Directions for this task => Each line in the entries that has the word "resources" has to be copied.

(Dataset entries)
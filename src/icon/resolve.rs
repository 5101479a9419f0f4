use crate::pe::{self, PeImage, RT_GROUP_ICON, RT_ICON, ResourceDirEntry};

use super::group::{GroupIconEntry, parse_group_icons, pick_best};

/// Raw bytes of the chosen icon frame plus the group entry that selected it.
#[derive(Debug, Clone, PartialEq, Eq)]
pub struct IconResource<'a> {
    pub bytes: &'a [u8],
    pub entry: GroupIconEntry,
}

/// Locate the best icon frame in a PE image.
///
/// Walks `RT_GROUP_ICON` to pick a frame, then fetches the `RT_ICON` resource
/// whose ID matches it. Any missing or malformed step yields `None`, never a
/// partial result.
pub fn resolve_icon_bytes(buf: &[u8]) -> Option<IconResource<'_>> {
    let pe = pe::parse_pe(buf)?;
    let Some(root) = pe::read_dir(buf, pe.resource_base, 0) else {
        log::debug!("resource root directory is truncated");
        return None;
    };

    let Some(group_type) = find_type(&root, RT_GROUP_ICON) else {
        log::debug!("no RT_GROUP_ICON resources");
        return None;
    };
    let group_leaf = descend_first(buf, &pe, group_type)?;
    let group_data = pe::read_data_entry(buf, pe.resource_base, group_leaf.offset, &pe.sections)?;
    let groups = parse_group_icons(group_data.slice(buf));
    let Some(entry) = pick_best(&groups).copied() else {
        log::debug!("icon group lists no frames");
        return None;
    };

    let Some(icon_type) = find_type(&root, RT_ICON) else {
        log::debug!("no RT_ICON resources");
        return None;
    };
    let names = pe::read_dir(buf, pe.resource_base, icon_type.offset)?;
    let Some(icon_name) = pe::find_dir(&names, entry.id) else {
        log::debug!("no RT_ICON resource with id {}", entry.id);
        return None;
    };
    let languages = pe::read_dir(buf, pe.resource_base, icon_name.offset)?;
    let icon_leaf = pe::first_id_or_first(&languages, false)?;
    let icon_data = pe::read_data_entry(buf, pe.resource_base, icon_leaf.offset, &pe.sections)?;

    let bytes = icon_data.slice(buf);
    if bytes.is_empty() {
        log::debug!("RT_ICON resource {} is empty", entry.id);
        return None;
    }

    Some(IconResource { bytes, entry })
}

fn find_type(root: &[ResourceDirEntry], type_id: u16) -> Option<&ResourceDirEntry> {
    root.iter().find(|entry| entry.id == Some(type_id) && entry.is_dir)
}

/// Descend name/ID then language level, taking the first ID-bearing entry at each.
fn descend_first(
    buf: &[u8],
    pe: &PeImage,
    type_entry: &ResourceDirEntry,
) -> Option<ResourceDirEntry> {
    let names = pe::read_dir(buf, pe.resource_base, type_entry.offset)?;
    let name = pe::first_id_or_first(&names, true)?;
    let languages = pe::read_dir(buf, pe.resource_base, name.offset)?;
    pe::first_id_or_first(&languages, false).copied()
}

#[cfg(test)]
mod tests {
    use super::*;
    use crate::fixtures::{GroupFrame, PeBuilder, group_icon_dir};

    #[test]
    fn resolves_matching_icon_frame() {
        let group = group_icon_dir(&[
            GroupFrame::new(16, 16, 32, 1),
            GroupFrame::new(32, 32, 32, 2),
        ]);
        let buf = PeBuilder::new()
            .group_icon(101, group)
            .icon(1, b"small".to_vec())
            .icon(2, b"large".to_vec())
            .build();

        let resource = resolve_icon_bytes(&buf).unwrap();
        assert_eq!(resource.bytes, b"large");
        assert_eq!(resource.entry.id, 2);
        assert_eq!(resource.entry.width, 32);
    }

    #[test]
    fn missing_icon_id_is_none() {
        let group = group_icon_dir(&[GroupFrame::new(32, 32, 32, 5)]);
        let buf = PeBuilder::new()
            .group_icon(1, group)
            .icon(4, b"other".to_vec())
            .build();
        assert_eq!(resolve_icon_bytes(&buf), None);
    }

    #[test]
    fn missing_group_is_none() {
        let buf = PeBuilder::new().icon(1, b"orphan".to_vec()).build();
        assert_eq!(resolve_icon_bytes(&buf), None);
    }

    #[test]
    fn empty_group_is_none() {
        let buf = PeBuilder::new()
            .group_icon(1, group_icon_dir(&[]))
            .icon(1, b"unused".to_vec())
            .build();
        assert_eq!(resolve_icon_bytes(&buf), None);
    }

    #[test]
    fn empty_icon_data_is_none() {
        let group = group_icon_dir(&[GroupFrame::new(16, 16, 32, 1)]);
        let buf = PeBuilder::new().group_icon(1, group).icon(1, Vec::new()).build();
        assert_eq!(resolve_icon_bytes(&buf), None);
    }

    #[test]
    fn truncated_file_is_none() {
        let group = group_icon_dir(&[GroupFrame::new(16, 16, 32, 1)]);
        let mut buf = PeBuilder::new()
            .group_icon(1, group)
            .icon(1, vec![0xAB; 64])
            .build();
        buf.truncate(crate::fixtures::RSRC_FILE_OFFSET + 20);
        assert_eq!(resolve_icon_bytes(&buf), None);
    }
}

Solution =>
        log::debug!("no RT_GROUP_ICON resources");
        log::debug!("no RT_ICON resources");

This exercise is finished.